Genome organization and the role of centromeres in evolution of the erythroleukaemia cell line HEL

Abstract

The human erythroleukaemia (HEL) cell line has a highly rearranged genome. We matched whole chromosome analysis with cytogenomic microarray data to build a detailed description of these rearrangements. We used a combination of single nucleotide polymorphism array and multiple fluorescence in situ hybridization approaches, and compared our array data with publicly available data for different sublines of HEL. B allele frequencies revealed the fate of each homologue for most chromosomes. At least two instances of the breakage-fusion-bridge cycle appear to have facilitated amplification of oncogenes and deletion of tumour suppressor genes.
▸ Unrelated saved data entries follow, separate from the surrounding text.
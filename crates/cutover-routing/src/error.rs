use thiserror::Error;

use cutover_core::WeightError;

pub type RoutingResult<T> = Result<T, RoutingError>;

#[derive(Debug, Error)]
pub enum RoutingError {
    #[error(transparent)]
    InvalidWeight(#[from] WeightError),

    #[error("weight write for pair {pair} failed: {reason}")]
    WriteFailed { pair: String, reason: String },

    #[error("rule priority update failed: {0}")]
    RulesFailed(String),
}

impl RoutingError {
    /// Whether retrying the same write may succeed.
    pub fn is_transient(&self) -> bool {
        matches!(self, RoutingError::WriteFailed { .. } | RoutingError::RulesFailed(_))
    }
}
Because our study included centromere identification, we found that some abnormal chromosomes had centromeres that did not match the identity of the rest of the chromosome. This study highlights the variety of complementary methods required to understand remodelling of the genome in cancer and uncover some of the mechanisms involved. We present evidence of centromere capture as a means of preserving broken chromosome segments. Testing for another highly repetitive DNA region, the nucleolus organizer region, helped identify the steps involved in chromosome 9 copy number aberrations. Increased use of techniques for identifying centromeres and other repetitive DNA regions will add to our understanding of genome remodelling and evolution. The pattern of chromosome 20 aberration in HEL supports an association of 20q11.21 amplification with erythroleukaemia (acute myeloid leukaemia subtype M6) in the context of 20q12 deletion. The differences between the karyotypes in different HEL sublines highlight the constantly evolving genomes of cultured cell lines.